İlk yarı: Edilgen Türkiye, tutuk Mesut

“Yeterince Türk” olmamak bu topraklarda bayağı şey fark ettiriyor be Mesutçuğum! Bu yüzden Berlin Olimpiyat Stadında topu ayağına her alışında maruz kaldığı ıslıklar aklıma İmran Ayata’nın aktardığı “Kürten Raus” hikâyesini getirdi. Esasında Mesut Özil’e karşı medya eliyle oluşturulan ve hafta boyu devam eden milliyetçi baskının tribündeki bu ıslıklı yansıması Türkiye milli takımının Almanya’ya karşı uygulayabildiği tek “etkili” taktikti desek hiç de abartmış olmayız.

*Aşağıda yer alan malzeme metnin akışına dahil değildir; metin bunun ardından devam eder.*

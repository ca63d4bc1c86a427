//! Element configuration computer.
//!
//! For an element, the returned configuration combines (in fixed
//! precedence) the override table, explicit annotations, inference over
//! the body or initializer, type-derived slots, and the intersected
//! configuration inherited from overridden members:
//!
//! - the override table wins over everything, including explicit
//!   annotations;
//! - for executables: declared annotation, else inference when a body
//!   exists, else the inherited intersection;
//! - for variables: a priority merge of initializer, declared type,
//!   slot-placed annotations, and (for fields) the inherited
//!   configuration, where an explicit summary always beats an inferred
//!   one at the same slot.
//!
//! `adapt` wraps the raw body throws into the right access level: async
//! bodies go under `await`, non-accessors under `invoke`.
//! `equivalent_annotation_configuration` is its inverse and recovers the
//! summary that would have to be annotated on the body.

use crate::annotations::declared_throws;
use crate::configuration::{Configuration, PromotionKind, PromotionMap};
use crate::inheritance;
use crate::session::ResolverSession;
use crate::throw_finder;
use crate::throws::Throws;
use crate::type_config::type_configuration;
use excheck_model::{Element, ElementFlags, ElementId, ElementKind, TypeId};
use tracing::trace;

/// Wrap body-level throws into the element's access shape.
pub fn adapt(
    is_accessor: bool,
    is_async: bool,
    throws: Throws,
    return_configuration: PromotionMap,
) -> Configuration {
    let mut current = Configuration::new(throws, return_configuration);
    if is_async {
        current = Configuration::for_value(
            [(PromotionKind::Await, current)].into_iter().collect(),
        );
    }
    if !is_accessor {
        current = Configuration::for_value(
            [(PromotionKind::Invoke, current)].into_iter().collect(),
        );
    }
    current
}

/// Inverse of [`adapt`]: unwrap the access shells to recover the
/// body-level configuration. `None` when the expected shells are missing.
pub fn equivalent_annotation_configuration(
    is_accessor: bool,
    is_async: bool,
    configuration: &Configuration,
) -> Option<Configuration> {
    let mut current = configuration;
    if !is_accessor {
        current = current.invoke()?;
    }
    if is_async {
        current = current.awaited()?;
    }
    Some(current.clone())
}

pub(crate) fn compute(
    session: &ResolverSession<'_>,
    element_id: ElementId,
) -> Option<Configuration> {
    let program = session.program();
    let element = program.elements.get(element_id);

    // 1. Override table entries are returned verbatim.
    if let Some(entry) = session.overrides().get(&element.location) {
        trace!(element = element_id.0, "override table hit");
        return Some(entry.clone());
    }

    if element.kind.is_executable() {
        // Synthetic property accessors forward to their field.
        if element.kind.is_accessor() && element.flags.contains(ElementFlags::SYNTHETIC) {
            if let Some(field) = element.field {
                return session.demand_element(field);
            }
        }
        // Synthetic default constructors invoke to nothing.
        if element.kind == ElementKind::Constructor
            && element.flags.contains(ElementFlags::SYNTHETIC)
            && element.body.is_none()
        {
            return Some(Configuration::for_value(
                [(PromotionKind::Invoke, Configuration::empty())]
                    .into_iter()
                    .collect(),
            ));
        }
        return compute_executable(session, element_id, element);
    }

    if element.kind.is_variable() {
        return compute_variable(session, element_id, element);
    }

    // Classes, mixins, and typedefs are not values.
    None
}

fn compute_executable(
    session: &ResolverSession<'_>,
    element_id: ElementId,
    element: &Element,
) -> Option<Configuration> {
    let program = session.program();
    let types = &program.types;
    let is_accessor = element.kind.is_accessor();
    let is_async = element.is_async();

    // An async body produces the future's value; the await shell is added
    // by adapt, so derive the result slots from the unwrapped type.
    let return_type = element.ty.map(|ret| {
        if is_async {
            types.future_value(ret).unwrap_or(ret)
        } else {
            ret
        }
    });
    let return_configuration = return_type
        .map(|ret| type_configuration(program, ret))
        .unwrap_or_default();

    let declared = declared_throws(types, element);
    let chosen = if let Some(declared) = declared {
        declared
    } else if let Some(body) = element.body {
        let per_node = throw_finder::body_throws(session, body);
        throw_finder::inferred_throws(types, &per_node)
    } else if let Some(inherited) = inheritance::inherited_configuration(session, element_id) {
        // Abstract members adopt the intersection of what they override.
        equivalent_annotation_configuration(is_accessor, is_async, &inherited)
            .map(|inner| inner.throws)
            .unwrap_or_else(Throws::empty)
    } else {
        Throws::empty()
    };

    Some(adapt(is_accessor, is_async, chosen, return_configuration))
}

fn compute_variable(
    session: &ResolverSession<'_>,
    element_id: ElementId,
    element: &Element,
) -> Option<Configuration> {
    let program = session.program();
    let types = &program.types;
    let mut parts: Vec<Configuration> = Vec::new();

    if let Some(initializer) = element.initializer {
        let value = session
            .demand_node(initializer)
            .map(|configuration| configuration.value)
            .unwrap_or_default();
        let throws = if element.is_late() {
            // Late initializers run on first read; their throws surface
            // as the variable's access throws.
            let per_node = throw_finder::body_throws(session, initializer);
            throw_finder::inferred_throws(types, &per_node)
        } else {
            Throws::empty()
        };
        parts.push(Configuration::new(throws, value));
    }

    if !element.flags.contains(ElementFlags::IMPLICIT_TYPE) {
        if let Some(ty) = element.ty {
            let slots = type_configuration(program, ty);
            if !slots.is_empty() {
                parts.push(Configuration::for_value(slots));
            }
        }
    }

    if let Some(declared) = declared_throws(types, element) {
        match annotation_slot(session, element.ty) {
            Some(kind) => parts.push(Configuration::for_value(
                [(kind, Configuration::from_throws(declared))]
                    .into_iter()
                    .collect(),
            )),
            None => {
                trace!(
                    element = element_id.0,
                    "annotation ignored: neither callable nor future shaped"
                );
            }
        }
    }

    if element.kind == ElementKind::Field && !element.is_static() {
        if let Some(inherited) = inheritance::inherited_configuration(session, element_id) {
            parts.push(inherited);
        }
    }

    if parts.is_empty() {
        return Some(Configuration::empty());
    }
    Some(resolve_merge(parts))
}

/// Which slot a variable annotation applies to: `invoke` for callable
/// types, `await` for future types, nothing when the shape is ambiguous
/// or neither.
fn annotation_slot(
    session: &ResolverSession<'_>,
    ty: Option<TypeId>,
) -> Option<PromotionKind> {
    let ty = ty?;
    let types = &session.program().types;
    let callable = types.as_function(ty).is_some() || types.call_method(ty).is_some();
    let future = types.future_value(ty).is_some();
    match (callable, future) {
        (true, false) => Some(PromotionKind::Invoke),
        (false, true) => Some(PromotionKind::Await),
        _ => None,
    }
}

/// Priority merge: earlier parts win, except that an explicit summary
/// beats an inferred one at the same level, and anything beats a vacuous
/// summary. Value slots merge pointwise, recursively.
fn resolve_merge(parts: Vec<Configuration>) -> Configuration {
    let mut iter = parts.into_iter();
    let Some(mut result) = iter.next() else {
        return Configuration::empty();
    };
    for next in iter {
        result = merge_prefer(result, next);
    }
    result
}

fn merge_prefer(a: Configuration, b: Configuration) -> Configuration {
    let throws = if (a.throws.inferred && !b.throws.inferred)
        || (a.throws.is_vacuous() && !b.throws.is_vacuous())
    {
        b.throws
    } else {
        a.throws
    };

    let mut value = PromotionMap::new();
    for kind in PromotionKind::ALL {
        match (a.value.get(kind), b.value.get(kind)) {
            (Some(x), Some(y)) => value.insert(kind, merge_prefer(x.clone(), y.clone())),
            (Some(x), None) => value.insert(kind, x.clone()),
            (None, Some(y)) => value.insert(kind, y.clone()),
            (None, None) => {}
        }
    }
    Configuration::new(throws, value)
}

Zira Guus Hiddink’in sahaya sürdüğü takım edilgen bir taktiğe bürünmeye mahkûmdu ve nitekim öyle de oldu. İki aynı tipte, ağır, top tekniği zayıf stoper, Servet Çetin ve Ömer Erdoğan’ın tandemi oluşturması takımın oyunu ileride kurmasını imkansız kıldı. Sol bekte Sabri ve önünde Hamit Altıntop’un varlığı sol kanadın kullanılma olanaklarını neredeyse sıfırlarken göbekte de Aurelio-Nuri-Emre üçlüsünün dripling özelliği olmayan oyuncular olması atak varyasyonlarını kısıtladı. Stoperler ileri çıkamadığı için ilk 5 dakika dışında önde de baskı yapamayan bu tek yönlü orta saha geriye çekildikçe santrfor Halil Altıntop’la aralarında olan fasıla iyice arttı ve ileride yalnız kalan Halil etkisiz elemana dönüştü. Aurelio’nun sakatlığı talihsiz bir gelişme olsa da oyunun gidişatını değiştirme adına bir potansiyel taşıyordu. Hiddink doğru bir hamleyle oyuna bir hücumcuyu, Tuncay Şanlı’yı soktu. Lakin görüldü ki Tuncay Şanlı’nın form durumu böylesi üst düzey bir maçı kaldıracak seviyede değildi…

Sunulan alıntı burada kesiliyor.